• WHAT THE EXERCISE ASKS:
Below are the records. List every line holding the word "bool".

• MATERIAL PROVIDED:

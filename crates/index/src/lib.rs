pub mod collection;
pub mod ignore;
pub mod pipeline;
pub mod search;
pub mod sync;

use std::path::PathBuf;

pub use collection::CollectionManager;
pub use ignore::IgnoreEngine;
pub use pipeline::{ChunkTransform, IndexOutcome, IndexProgress, IndexStatus, Indexer, ProgressCallback, ReindexOutcome};
pub use search::Searcher;
pub use sync::{Delta, FileSynchronizer};

#[derive(Debug, thiserror::Error)]
pub enum IndexError {
  #[error("configuration error: {0}")]
  Config(#[from] codectx_core::ConfigError),
  #[error("codebase path error: {0}")]
  Path(String),
  #[error("io error at {path}: {source}")]
  Io {
    path: PathBuf,
    #[source]
    source: std::io::Error,
  },
  #[error(transparent)]
  Embedding(#[from] embedding::EmbeddingError),
  #[error(transparent)]
  Storage(#[from] store::StorageError),
  #[error("snapshot {0} is locked by another synchronizer")]
  SnapshotLocked(PathBuf),
}

impl IndexError {
  pub(crate) fn io(path: impl Into<PathBuf>, source: std::io::Error) -> Self {
    IndexError::Io {
      path: path.into(),
      source,
    }
  }
}
// Retry wrapper for embedding providers.
//
// Retries transient failures (429/502/503/504, transport errors, timeouts)
// with exponential backoff and jitter. A batch that keeps failing surfaces
// its error to the caller; the pipeline skips that batch and continues.

use std::time::Duration;

use async_trait::async_trait;
use tokio::time::sleep;
use tracing::{debug, warn};

use crate::{Embedder, EmbeddingError};

#[derive(Debug, Clone)]
pub struct RetryConfig {
  /// Retry attempts after the initial call.
  pub max_retries: u32,
  pub initial_backoff: Duration,
  pub max_backoff: Duration,
  pub backoff_multiplier: f64,
  pub add_jitter: bool,
  /// Deadline for each individual call.
  pub request_timeout: Duration,
}

impl Default for RetryConfig {
  fn default() -> Self {
    Self {
      max_retries: 3,
      initial_backoff: Duration::from_millis(500),
      max_backoff: Duration::from_secs(30),
      backoff_multiplier: 2.0,
      add_jitter: true,
      request_timeout: Duration::from_secs(60),
    }
  }
}

impl RetryConfig {
  pub fn backoff_for_attempt(&self, attempt: u32) -> Duration {
    let base = self.initial_backoff.as_secs_f64() * self.backoff_multiplier.powi(attempt as i32);
    let mut backoff = Duration::from_secs_f64(base.min(self.max_backoff.as_secs_f64()));

    if self.add_jitter {
      // Up to 25% jitter so synchronized clients do not retry in lockstep.
      let jitter_factor = 1.0 + (rand_f64() * 0.25);
      backoff = Duration::from_secs_f64(backoff.as_secs_f64() * jitter_factor);
    }

    backoff.min(self.max_backoff)
  }
}

/// Pseudo-random fraction for jitter without pulling in a rand dependency.
fn rand_f64() -> f64 {
  use std::time::{SystemTime, UNIX_EPOCH};

  let nanos = SystemTime::now()
    .duration_since(UNIX_EPOCH)
    .unwrap_or_default()
    .subsec_nanos();

  (nanos as f64 / u32::MAX as f64).fract()
}

/// Whether an error is worth retrying.
pub fn is_retryable_error(error: &EmbeddingError) -> bool {
  match error {
    EmbeddingError::Timeout => true,
    EmbeddingError::Request(e) => e.is_timeout() || e.is_connect() || e.is_request(),
    EmbeddingError::Provider(msg) => {
      msg.contains("429") || msg.contains("502") || msg.contains("503") || msg.contains("504")
    }
    _ => false,
  }
}

/// Wraps any [`Embedder`] with bounded retries and per-call timeouts.
pub struct ResilientEmbedder<E: Embedder> {
  inner: E,
  config: RetryConfig,
}

impl<E: Embedder> ResilientEmbedder<E> {
  pub fn new(inner: E) -> Self {
    Self {
      inner,
      config: RetryConfig::default(),
    }
  }

  pub fn with_config(inner: E, config: RetryConfig) -> Self {
    Self { inner, config }
  }

  async fn retry<T, F, Fut>(&self, what: &str, mut call: F) -> Result<T, EmbeddingError>
  where
    F: FnMut() -> Fut,
    Fut: Future<Output = Result<T, EmbeddingError>>,
  {
    let mut last_error: Option<EmbeddingError> = None;

    for attempt in 0..=self.config.max_retries {
      if attempt > 0 {
        let backoff = self.config.backoff_for_attempt(attempt - 1);
        debug!(what, attempt, backoff_ms = backoff.as_millis() as u64, "retrying after backoff");
        sleep(backoff).await;
      }

      match tokio::time::timeout(self.config.request_timeout, call()).await {
        Ok(Ok(result)) => return Ok(result),
        Ok(Err(e)) if is_retryable_error(&e) && attempt < self.config.max_retries => {
          warn!(what, attempt = attempt + 1, err = %e, "retryable embedding error");
          last_error = Some(e);
        }
        Ok(Err(e)) => return Err(e),
        Err(_) => {
          warn!(
            what,
            attempt = attempt + 1,
            timeout_ms = self.config.request_timeout.as_millis() as u64,
            "embedding call timed out"
          );
          last_error = Some(EmbeddingError::Timeout);
        }
      }
    }

    Err(last_error.unwrap_or_else(|| EmbeddingError::Provider("retries exhausted".to_string())))
  }
}

#[async_trait]
impl<E: Embedder> Embedder for ResilientEmbedder<E> {
  fn name(&self) -> &str {
    self.inner.name()
  }

  fn model_id(&self) -> &str {
    self.inner.model_id()
  }

  fn dimension(&self) -> usize {
    self.inner.dimension()
  }

  async fn ensure_dimension(&self) -> Result<usize, EmbeddingError> {
    self.retry("ensure_dimension", || self.inner.ensure_dimension()).await
  }

  fn max_batch_size(&self) -> Option<usize> {
    self.inner.max_batch_size()
  }

  async fn embed(&self, text: &str) -> Result<Vec<f32>, EmbeddingError> {
    self.retry("embed", || self.inner.embed(text)).await
  }

  async fn embed_batch(&self, texts: &[&str]) -> Result<Vec<Vec<f32>>, EmbeddingError> {
    if texts.is_empty() {
      return Ok(Vec::new());
    }
    self.retry("embed_batch", || self.inner.embed_batch(texts)).await
  }
}
/// Reciprocal-rank fusion over ranked lists: `score = Σ 1 / (k + rank)`.
fn rrf_fuse(lists: &[&Vec<(usize, f32)>], k: f32) -> Vec<(usize, f32)> {
  let mut scores: HashMap<usize, f32> = HashMap::new();
  for list in lists {
    for (rank, (doc, _)) in list.iter().enumerate() {
      *scores.entry(*doc).or_insert(0.0) += 1.0 / (k + rank as f32 + 1.0);
    }
  }
  scores.into_iter().collect()
}

/// Weighted sum over min-max normalized scores; weights are renormalized.
fn weighted_fuse(dense: &[(usize, f32)], sparse: &[(usize, f32)], wd: f32, ws: f32) -> Vec<(usize, f32)> {
  let total = wd + ws;
  let (wd, ws) = if total > 0.0 { (wd / total, ws / total) } else { (0.5, 0.5) };

  let dense_norm = min_max_normalize(dense);
  let sparse_norm = min_max_normalize(sparse);

  let mut scores: HashMap<usize, f32> = HashMap::new();
  for (doc, score) in dense_norm {
    *scores.entry(doc).or_insert(0.0) += wd * score;
  }
  for (doc, score) in sparse_norm {
    *scores.entry(doc).or_insert(0.0) += ws * score;
  }
  scores.into_iter().collect()
}

fn min_max_normalize(list: &[(usize, f32)]) -> Vec<(usize, f32)> {
  if list.is_empty() {
    return Vec::new();
  }
  let max = list.iter().map(|(_, s)| *s).fold(f32::MIN, f32::max);
  let min = list.iter().map(|(_, s)| *s).fold(f32::MAX, f32::min);
  let range = max - min;
  list
    .iter()
    .map(|(doc, score)| {
      let normalized = if range > 0.0 { (score - min) / range } else { 1.0 };
      (*doc, normalized)
    })
    .collect()
}

#[cfg(test)]
mod tests {
  use super::*;
  use codectx_core::chunk_id;
  use std::collections::BTreeMap;

  fn doc(path: &str, start_line: u32, vector: Vec<f32>) -> VectorDocument {
    VectorDocument {
      id: chunk_id(path, start_line, start_line, path),
      vector,
      content: format!("content of {path}"),
      relative_path: path.to_string(),
      start_line,
      end_line: start_line,
      file_extension: "rs".to_string(),
      metadata: BTreeMap::new(),
      sparse: None,
    }
  }

  fn sparse_doc(path: &str, vector: Vec<f32>, text: &str) -> VectorDocument {
    use crate::sparse::{Bm25LiteEncoder, SparseEncoder};
    let mut d = doc(path, 1, vector);
    d.content = text.to_string();
    d.sparse = Some(Bm25LiteEncoder::new().encode(text));
    d
  }

  #[tokio::test]
  async fn test_collection_lifecycle() {
    let store = MemoryStore::new();
    assert!(!store.has_collection("c").await.unwrap());

    store.create_collection("c", 3, false, Some("test")).await.unwrap();
    assert!(store.has_collection("c").await.unwrap());

    let schema = store.describe_collection("c").await.unwrap();
    assert_eq!(schema.dimension, 3);
    assert!(!schema.has_sparse);
    assert_eq!(schema.description.as_deref(), Some("test"));

    // Creating again is an error, dropping twice is not.
    assert!(matches!(
      store.create_collection("c", 3, false, None).await,
      Err(StorageError::CollectionExists(_))
    ));
    store.drop_collection("c").await.unwrap();
    store.drop_collection("c").await.unwrap();
    assert!(!store.has_collection("c").await.unwrap());
  }

  #[tokio::test]
  async fn test_insert_rejects_wrong_dimension() {
    let store = MemoryStore::new();
    store.create_collection("c", 3, false, None).await.unwrap();
    let result = store.insert("c", vec![doc("a.rs", 1, vec![1.0, 0.0])]).await;
    assert!(matches!(result, Err(StorageError::DimensionMismatch { expected: 3, got: 2 })));
  }

  #[tokio::test]
  async fn test_insert_is_upsert_by_id() {
    let store = MemoryStore::new();
    store.create_collection("c", 2, false, None).await.unwrap();

    let d = doc("a.rs", 1, vec![1.0, 0.0]);
    store.insert("c", vec![d.clone()]).await.unwrap();
    store.insert("c", vec![d.clone()]).await.unwrap();

    let rows = store
      .query("c", "relative_path == \"a.rs\"", &["id"])
      .await
      .unwrap();
    assert_eq!(rows.len(), 1, "same id must not duplicate");
  }

  #[tokio::test]
  async fn test_delete_by_ids() {
    let store = MemoryStore::new();
    store.create_collection("c", 2, false, None).await.unwrap();
    let d1 = doc("a.rs", 1, vec![1.0, 0.0]);
    let d2 = doc("b.rs", 1, vec![0.0, 1.0]);
    store.insert("c", vec![d1.clone(), d2]).await.unwrap();

    store.delete("c", &[d1.id]).await.unwrap();
    let rows = store.query("c", "file_extension == \"rs\"", &["relative_path"]).await.unwrap();
    assert_eq!(rows.len(), 1);
    assert_eq!(rows[0].get("relative_path").map(String::as_str), Some("b.rs"));
  }

  #[tokio::test]
  async fn test_search_orders_by_cosine_and_applies_threshold() {
    let store = MemoryStore::new();
    store.create_collection("c", 2, false, None).await.unwrap();
    store
      .insert(
        "c",
        vec![
          doc("near.rs", 1, vec![1.0, 0.05]),
          doc("far.rs", 1, vec![0.0, 1.0]),
          doc("mid.rs", 1, vec![1.0, 1.0]),
        ],
      )
      .await
      .unwrap();

    let hits = store
      .search("c", &[1.0, 0.0], SearchOptions { top_k: 10, threshold: 0.5 })
      .await
      .unwrap();

    assert_eq!(hits.len(), 2);
    assert_eq!(hits[0].document.relative_path, "near.rs");
    assert_eq!(hits[1].document.relative_path, "mid.rs");
    assert!(hits.iter().all(|h| h.score >= 0.5));
  }

  #[tokio::test]
  async fn test_round_trip_own_vector_is_top_hit() {
    let store = MemoryStore::new();
    store.create_collection("c", 3, false, None).await.unwrap();
    let target = doc("target.rs", 1, vec![0.2, 0.7, 0.1]);
    store
      .insert(
        "c",
        vec![target.clone(), doc("x.rs", 1, vec![0.9, 0.0, 0.1]), doc("y.rs", 1, vec![0.0, 0.1, 0.9])],
      )
      .await
      .unwrap();

    let hits = store
      .search("c", &target.vector, SearchOptions { top_k: 5, threshold: 0.0 })
      .await
      .unwrap();
    assert_eq!(hits[0].document.id, target.id);
    assert!((hits[0].score - 1.0).abs() < 1e-5);
  }

  #[tokio::test]
  async fn test_hybrid_requires_sparse_schema() {
    let store = MemoryStore::new();
    store.create_collection("dense_only", 2, false, None).await.unwrap();
    let result = store
      .hybrid_search(
        "dense_only",
        &[1.0, 0.0],
        &SparseVector::new(),
        HybridSearchOptions {
          top_k: 5,
          threshold: 0.0,
          ranker: RankerConfig::default(),
        },
      )
      .await;
    assert!(matches!(result, Err(StorageError::HybridUnsupported)));
  }

  #[tokio::test]
  async fn test_hybrid_rrf_rewards_presence_in_both_lists() {
    use crate::sparse::{Bm25LiteEncoder, SparseEncoder};

    let store = MemoryStore::new();
    store.create_collection("c", 2, true, None).await.unwrap();
    store
      .insert(
        "c",
        vec![
          // Dense-closest and keyword match: wins both ranked lists.
          sparse_doc("both.rs", vec![1.0, 0.0], "fn parse_config file"),
          // Dense runner-up only.
          sparse_doc("dense.rs", vec![1.0, 0.3], "unrelated words entirely"),
          // Keyword match only.
          sparse_doc("sparse.rs", vec![0.0, 1.0], "parse_config parse_config"),
        ],
      )
      .await
      .unwrap();

    let query_sparse = Bm25LiteEncoder::new().encode("parse config");
    let hits = store
      .hybrid_search(
        "c",
        &[1.0, 0.0],
        &query_sparse,
        HybridSearchOptions {
          top_k: 3,
          threshold: 0.0,
          ranker: RankerConfig::Rrf { k: 10.0 },
        },
      )
      .await
      .unwrap();

    assert_eq!(hits[0].document.relative_path, "both.rs");
  }

  #[tokio::test]
  async fn test_hybrid_weighted_ranker() {
    use crate::sparse::{Bm25LiteEncoder, SparseEncoder};

    let store = MemoryStore::new();
    store.create_collection("c", 2, true, None).await.unwrap();
    store
      .insert(
        "c",
        vec![
          sparse_doc("a.rs", vec![1.0, 0.0], "alpha beta"),
          sparse_doc("b.rs", vec![0.0, 1.0], "gamma delta"),
        ],
      )
      .await
      .unwrap();

    // All weight on the sparse side: the keyword match must win even though
    // it is dense-orthogonal to the query.
    let hits = store
      .hybrid_search(
        "c",
        &[1.0, 0.0],
        &Bm25LiteEncoder::new().encode("gamma"),
        HybridSearchOptions {
          top_k: 2,
          threshold: 0.0,
          ranker: RankerConfig::Weighted { dense: 0.01, sparse: 0.99 },
        },
      )
      .await
      .unwrap();

    assert_eq!(hits[0].document.relative_path, "b.rs");
  }

  #[tokio::test]
  async fn test_query_missing_collection() {
    let store = MemoryStore::new();
    let result = store.query("nope", "id == \"x\"", &["id"]).await;
    assert!(matches!(result, Err(StorageError::CollectionNotFound(_))));
  }

  #[test]
  fn test_cosine_edge_cases() {
    assert_eq!(cosine(&[0.0, 0.0], &[1.0, 0.0]), 0.0);
    assert_eq!(cosine(&[1.0], &[1.0, 0.0]), 0.0);
    assert!((cosine(&[1.0, 0.0], &[1.0, 0.0]) - 1.0).abs() < 1e-6);
    assert!((cosine(&[1.0, 0.0], &[0.0, 1.0])).abs() < 1e-6);
  }
}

• EXPECTED ANSWER:
  pub add_jitter: bool,
pub fn is_retryable_error(error: &EmbeddingError) -> bool {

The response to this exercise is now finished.